Each record beneath this sentence is to be transcribed exactly as it reads.

▶ Input data

=== Section Start ===

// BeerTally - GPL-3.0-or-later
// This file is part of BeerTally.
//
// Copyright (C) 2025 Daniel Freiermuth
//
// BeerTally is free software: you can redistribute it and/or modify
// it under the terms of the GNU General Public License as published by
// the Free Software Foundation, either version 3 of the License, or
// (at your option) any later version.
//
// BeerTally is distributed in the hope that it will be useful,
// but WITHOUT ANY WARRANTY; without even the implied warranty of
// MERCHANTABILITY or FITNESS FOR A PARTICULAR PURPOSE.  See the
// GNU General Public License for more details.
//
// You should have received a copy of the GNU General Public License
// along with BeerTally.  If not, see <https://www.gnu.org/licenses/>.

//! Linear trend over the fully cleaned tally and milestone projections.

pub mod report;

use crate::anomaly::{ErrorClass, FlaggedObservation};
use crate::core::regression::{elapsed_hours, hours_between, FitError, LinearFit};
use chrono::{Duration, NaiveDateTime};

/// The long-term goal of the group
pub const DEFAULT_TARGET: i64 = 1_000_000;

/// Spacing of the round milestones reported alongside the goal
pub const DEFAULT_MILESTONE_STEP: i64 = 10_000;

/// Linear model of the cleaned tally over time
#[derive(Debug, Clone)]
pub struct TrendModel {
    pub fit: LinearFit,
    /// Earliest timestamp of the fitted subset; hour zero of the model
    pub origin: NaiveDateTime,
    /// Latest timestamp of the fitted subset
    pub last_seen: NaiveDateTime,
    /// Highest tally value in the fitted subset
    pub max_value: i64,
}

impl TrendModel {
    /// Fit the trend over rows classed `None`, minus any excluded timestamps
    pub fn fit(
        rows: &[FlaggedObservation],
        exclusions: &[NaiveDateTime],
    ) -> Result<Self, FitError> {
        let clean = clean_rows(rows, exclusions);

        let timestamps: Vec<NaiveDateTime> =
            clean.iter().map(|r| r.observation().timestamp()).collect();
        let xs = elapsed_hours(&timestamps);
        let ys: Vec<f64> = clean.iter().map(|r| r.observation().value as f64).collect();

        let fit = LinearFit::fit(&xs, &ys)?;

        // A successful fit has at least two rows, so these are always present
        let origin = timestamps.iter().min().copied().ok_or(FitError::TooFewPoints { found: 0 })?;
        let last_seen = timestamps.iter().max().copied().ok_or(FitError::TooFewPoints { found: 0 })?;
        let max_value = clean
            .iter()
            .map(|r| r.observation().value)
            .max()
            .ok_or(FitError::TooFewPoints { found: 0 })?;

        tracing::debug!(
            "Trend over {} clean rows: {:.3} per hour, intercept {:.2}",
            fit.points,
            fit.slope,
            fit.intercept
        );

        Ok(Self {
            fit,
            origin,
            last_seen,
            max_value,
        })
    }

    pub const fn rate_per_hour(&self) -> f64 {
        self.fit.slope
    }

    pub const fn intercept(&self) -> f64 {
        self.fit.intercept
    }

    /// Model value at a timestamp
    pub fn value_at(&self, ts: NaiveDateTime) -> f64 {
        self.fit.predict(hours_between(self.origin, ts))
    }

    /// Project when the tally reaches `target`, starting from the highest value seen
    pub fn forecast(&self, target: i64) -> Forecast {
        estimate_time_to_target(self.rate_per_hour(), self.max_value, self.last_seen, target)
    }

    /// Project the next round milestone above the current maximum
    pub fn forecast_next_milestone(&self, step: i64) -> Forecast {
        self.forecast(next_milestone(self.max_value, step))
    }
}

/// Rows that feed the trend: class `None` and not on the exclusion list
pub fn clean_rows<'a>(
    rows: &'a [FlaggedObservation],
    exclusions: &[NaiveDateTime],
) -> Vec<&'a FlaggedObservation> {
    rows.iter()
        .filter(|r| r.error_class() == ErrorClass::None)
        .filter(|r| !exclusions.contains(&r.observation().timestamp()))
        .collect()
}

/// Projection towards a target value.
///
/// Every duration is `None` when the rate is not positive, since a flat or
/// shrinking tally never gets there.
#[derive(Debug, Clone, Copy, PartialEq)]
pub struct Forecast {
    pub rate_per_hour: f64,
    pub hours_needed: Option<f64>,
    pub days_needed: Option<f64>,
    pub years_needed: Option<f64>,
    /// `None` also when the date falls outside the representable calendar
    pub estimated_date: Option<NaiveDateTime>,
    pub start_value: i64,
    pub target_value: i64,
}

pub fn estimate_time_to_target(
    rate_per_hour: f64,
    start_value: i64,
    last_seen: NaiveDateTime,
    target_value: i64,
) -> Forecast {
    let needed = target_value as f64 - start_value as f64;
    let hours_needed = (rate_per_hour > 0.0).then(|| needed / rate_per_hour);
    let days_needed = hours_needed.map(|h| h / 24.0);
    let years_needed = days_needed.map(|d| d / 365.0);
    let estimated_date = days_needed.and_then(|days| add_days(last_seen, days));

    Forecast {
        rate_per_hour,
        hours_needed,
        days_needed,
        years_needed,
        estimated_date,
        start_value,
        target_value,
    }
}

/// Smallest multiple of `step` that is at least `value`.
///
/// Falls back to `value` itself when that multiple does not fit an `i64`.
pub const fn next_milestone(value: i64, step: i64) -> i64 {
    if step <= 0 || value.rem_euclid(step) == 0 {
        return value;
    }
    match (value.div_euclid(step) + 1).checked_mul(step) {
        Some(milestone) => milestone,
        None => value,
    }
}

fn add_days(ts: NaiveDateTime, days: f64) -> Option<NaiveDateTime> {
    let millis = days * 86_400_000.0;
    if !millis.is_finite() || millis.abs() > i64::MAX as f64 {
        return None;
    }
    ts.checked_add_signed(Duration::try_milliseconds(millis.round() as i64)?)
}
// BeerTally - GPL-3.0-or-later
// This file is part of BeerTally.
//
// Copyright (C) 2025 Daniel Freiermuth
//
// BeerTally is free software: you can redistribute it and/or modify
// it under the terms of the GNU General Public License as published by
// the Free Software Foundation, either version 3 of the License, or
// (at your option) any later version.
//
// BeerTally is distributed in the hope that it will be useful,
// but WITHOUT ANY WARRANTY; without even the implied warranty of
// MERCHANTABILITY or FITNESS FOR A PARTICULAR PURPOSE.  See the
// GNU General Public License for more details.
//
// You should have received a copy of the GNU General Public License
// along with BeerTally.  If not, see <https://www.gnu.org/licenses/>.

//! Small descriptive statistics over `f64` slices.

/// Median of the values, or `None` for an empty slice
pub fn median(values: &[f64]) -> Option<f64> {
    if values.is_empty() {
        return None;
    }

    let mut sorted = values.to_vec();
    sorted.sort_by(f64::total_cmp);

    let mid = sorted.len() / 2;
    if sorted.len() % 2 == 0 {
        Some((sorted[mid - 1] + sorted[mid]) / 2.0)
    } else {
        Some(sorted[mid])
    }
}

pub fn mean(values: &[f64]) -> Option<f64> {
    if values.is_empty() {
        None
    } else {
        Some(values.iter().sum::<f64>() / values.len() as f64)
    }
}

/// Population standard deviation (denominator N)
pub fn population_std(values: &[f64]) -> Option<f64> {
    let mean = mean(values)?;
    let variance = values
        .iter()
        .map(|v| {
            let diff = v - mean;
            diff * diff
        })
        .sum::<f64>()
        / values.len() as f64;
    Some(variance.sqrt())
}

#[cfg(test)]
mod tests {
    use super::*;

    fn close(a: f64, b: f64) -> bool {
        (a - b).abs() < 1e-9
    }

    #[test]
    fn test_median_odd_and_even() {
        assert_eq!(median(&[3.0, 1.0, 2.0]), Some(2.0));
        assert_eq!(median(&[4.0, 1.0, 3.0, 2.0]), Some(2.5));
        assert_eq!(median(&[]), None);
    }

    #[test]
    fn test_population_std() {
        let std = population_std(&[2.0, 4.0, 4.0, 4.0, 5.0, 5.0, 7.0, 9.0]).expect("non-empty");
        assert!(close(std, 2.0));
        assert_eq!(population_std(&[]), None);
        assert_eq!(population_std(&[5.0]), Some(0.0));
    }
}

=== Section End ===

▶ Exercise answer
// BeerTally - GPL-3.0-or-later
// This file is part of BeerTally.
//
// Copyright (C) 2025 Daniel Freiermuth
//
// BeerTally is free software: you can redistribute it and/or modify
// it under the terms of the GNU General Public License as published by
// the Free Software Foundation, either version 3 of the License, or
// (at your option) any later version.
//
// BeerTally is distributed in the hope that it will be useful,
// but WITHOUT ANY WARRANTY; without even the implied warranty of
// MERCHANTABILITY or FITNESS FOR A PARTICULAR PURPOSE.  See the
// GNU General Public License for more details.
//
// You should have received a copy of the GNU General Public License
// along with BeerTally.  If not, see <https://www.gnu.org/licenses/>.

//! Linear trend over the fully cleaned tally and milestone projections.

pub mod report;

use crate::anomaly::{ErrorClass, FlaggedObservation};
use crate::core::regression::{elapsed_hours, hours_between, FitError, LinearFit};
use chrono::{Duration, NaiveDateTime};

/// The long-term goal of the group
pub const DEFAULT_TARGET: i64 = 1_000_000;

/// Spacing of the round milestones reported alongside the goal
pub const DEFAULT_MILESTONE_STEP: i64 = 10_000;

/// Linear model of the cleaned tally over time
#[derive(Debug, Clone)]
pub struct TrendModel {
    pub fit: LinearFit,
    /// Earliest timestamp of the fitted subset; hour zero of the model
    pub origin: NaiveDateTime,
    /// Latest timestamp of the fitted subset
    pub last_seen: NaiveDateTime,
    /// Highest tally value in the fitted subset
    pub max_value: i64,
}

impl TrendModel {
    /// Fit the trend over rows classed `None`, minus any excluded timestamps
    pub fn fit(
        rows: &[FlaggedObservation],
        exclusions: &[NaiveDateTime],
    ) -> Result<Self, FitError> {
        let clean = clean_rows(rows, exclusions);

        let timestamps: Vec<NaiveDateTime> =
            clean.iter().map(|r| r.observation().timestamp()).collect();
        let xs = elapsed_hours(&timestamps);
        let ys: Vec<f64> = clean.iter().map(|r| r.observation().value as f64).collect();

        let fit = LinearFit::fit(&xs, &ys)?;

        // A successful fit has at least two rows, so these are always present
        let origin = timestamps.iter().min().copied().ok_or(FitError::TooFewPoints { found: 0 })?;
        let last_seen = timestamps.iter().max().copied().ok_or(FitError::TooFewPoints { found: 0 })?;
        let max_value = clean
            .iter()
            .map(|r| r.observation().value)
            .max()
            .ok_or(FitError::TooFewPoints { found: 0 })?;

        tracing::debug!(
            "Trend over {} clean rows: {:.3} per hour, intercept {:.2}",
            fit.points,
            fit.slope,
            fit.intercept
        );

        Ok(Self {
            fit,
            origin,
            last_seen,
            max_value,
        })
    }

    pub const fn rate_per_hour(&self) -> f64 {
        self.fit.slope
    }

    pub const fn intercept(&self) -> f64 {
        self.fit.intercept
    }

    /// Model value at a timestamp
    pub fn value_at(&self, ts: NaiveDateTime) -> f64 {
        self.fit.predict(hours_between(self.origin, ts))
    }

    /// Project when the tally reaches `target`, starting from the highest value seen
    pub fn forecast(&self, target: i64) -> Forecast {
        estimate_time_to_target(self.rate_per_hour(), self.max_value, self.last_seen, target)
    }

    /// Project the next round milestone above the current maximum
    pub fn forecast_next_milestone(&self, step: i64) -> Forecast {
        self.forecast(next_milestone(self.max_value, step))
    }
}

/// Rows that feed the trend: class `None` and not on the exclusion list
pub fn clean_rows<'a>(
    rows: &'a [FlaggedObservation],
    exclusions: &[NaiveDateTime],
) -> Vec<&'a FlaggedObservation> {
    rows.iter()
        .filter(|r| r.error_class() == ErrorClass::None)
        .filter(|r| !exclusions.contains(&r.observation().timestamp()))
        .collect()
}

/// Projection towards a target value.
///
/// Every duration is `None` when the rate is not positive, since a flat or
/// shrinking tally never gets there.
#[derive(Debug, Clone, Copy, PartialEq)]
pub struct Forecast {
    pub rate_per_hour: f64,
    pub hours_needed: Option<f64>,
    pub days_needed: Option<f64>,
    pub years_needed: Option<f64>,
    /// `None` also when the date falls outside the representable calendar
    pub estimated_date: Option<NaiveDateTime>,
    pub start_value: i64,
    pub target_value: i64,
}

pub fn estimate_time_to_target(
    rate_per_hour: f64,
    start_value: i64,
    last_seen: NaiveDateTime,
    target_value: i64,
) -> Forecast {
    let needed = target_value as f64 - start_value as f64;
    let hours_needed = (rate_per_hour > 0.0).then(|| needed / rate_per_hour);
    let days_needed = hours_needed.map(|h| h / 24.0);
    let years_needed = days_needed.map(|d| d / 365.0);
    let estimated_date = days_needed.and_then(|days| add_days(last_seen, days));

    Forecast {
        rate_per_hour,
        hours_needed,
        days_needed,
        years_needed,
        estimated_date,
        start_value,
        target_value,
    }
}

/// Smallest multiple of `step` that is at least `value`.
///
/// Falls back to `value` itself when that multiple does not fit an `i64`.
pub const fn next_milestone(value: i64, step: i64) -> i64 {
    if step <= 0 || value.rem_euclid(step) == 0 {
        return value;
    }
    match (value.div_euclid(step) + 1).checked_mul(step) {
        Some(milestone) => milestone,
        None => value,
    }
}

fn add_days(ts: NaiveDateTime, days: f64) -> Option<NaiveDateTime> {
    let millis = days * 86_400_000.0;
    if !millis.is_finite() || millis.abs() > i64::MAX as f64 {
        return None;
    }
    ts.checked_add_signed(Duration::try_milliseconds(millis.round() as i64)?)
}
// BeerTally - GPL-3.0-or-later
// This file is part of BeerTally.
//
// Copyright (C) 2025 Daniel Freiermuth
//
// BeerTally is free software: you can redistribute it and/or modify
// it under the terms of the GNU General Public License as published by
// the Free Software Foundation, either version 3 of the License, or
// (at your option) any later version.
//
// BeerTally is distributed in the hope that it will be useful,
// but WITHOUT ANY WARRANTY; without even the implied warranty of
// MERCHANTABILITY or FITNESS FOR A PARTICULAR PURPOSE.  See the
// GNU General Public License for more details.
//
// You should have received a copy of the GNU General Public License
// along with BeerTally.  If not, see <https://www.gnu.org/licenses/>.

//! Small descriptive statistics over `f64` slices.

/// Median of the values, or `None` for an empty slice
pub fn median(values: &[f64]) -> Option<f64> {
    if values.is_empty() {
        return None;
    }

    let mut sorted = values.to_vec();
    sorted.sort_by(f64::total_cmp);

    let mid = sorted.len() / 2;
    if sorted.len() % 2 == 0 {
        Some((sorted[mid - 1] + sorted[mid]) / 2.0)
    } else {
        Some(sorted[mid])
    }
}

pub fn mean(values: &[f64]) -> Option<f64> {
    if values.is_empty() {
        None
    } else {
        Some(values.iter().sum::<f64>() / values.len() as f64)
    }
}

/// Population standard deviation (denominator N)
pub fn population_std(values: &[f64]) -> Option<f64> {
    let mean = mean(values)?;
    let variance = values
        .iter()
        .map(|v| {
            let diff = v - mean;
            diff * diff
        })
        .sum::<f64>()
        / values.len() as f64;
    Some(variance.sqrt())
}

#[cfg(test)]
mod tests {
    use super::*;

    fn close(a: f64, b: f64) -> bool {
        (a - b).abs() < 1e-9
    }

    #[test]
    fn test_median_odd_and_even() {
        assert_eq!(median(&[3.0, 1.0, 2.0]), Some(2.0));
        assert_eq!(median(&[4.0, 1.0, 3.0, 2.0]), Some(2.5));
        assert_eq!(median(&[]), None);
    }

    #[test]
    fn test_population_std() {
        let std = population_std(&[2.0, 4.0, 4.0, 4.0, 5.0, 5.0, 7.0, 9.0]).expect("non-empty");
        assert!(close(std, 2.0));
        assert_eq!(population_std(&[]), None);
        assert_eq!(population_std(&[5.0]), Some(0.0));
    }
}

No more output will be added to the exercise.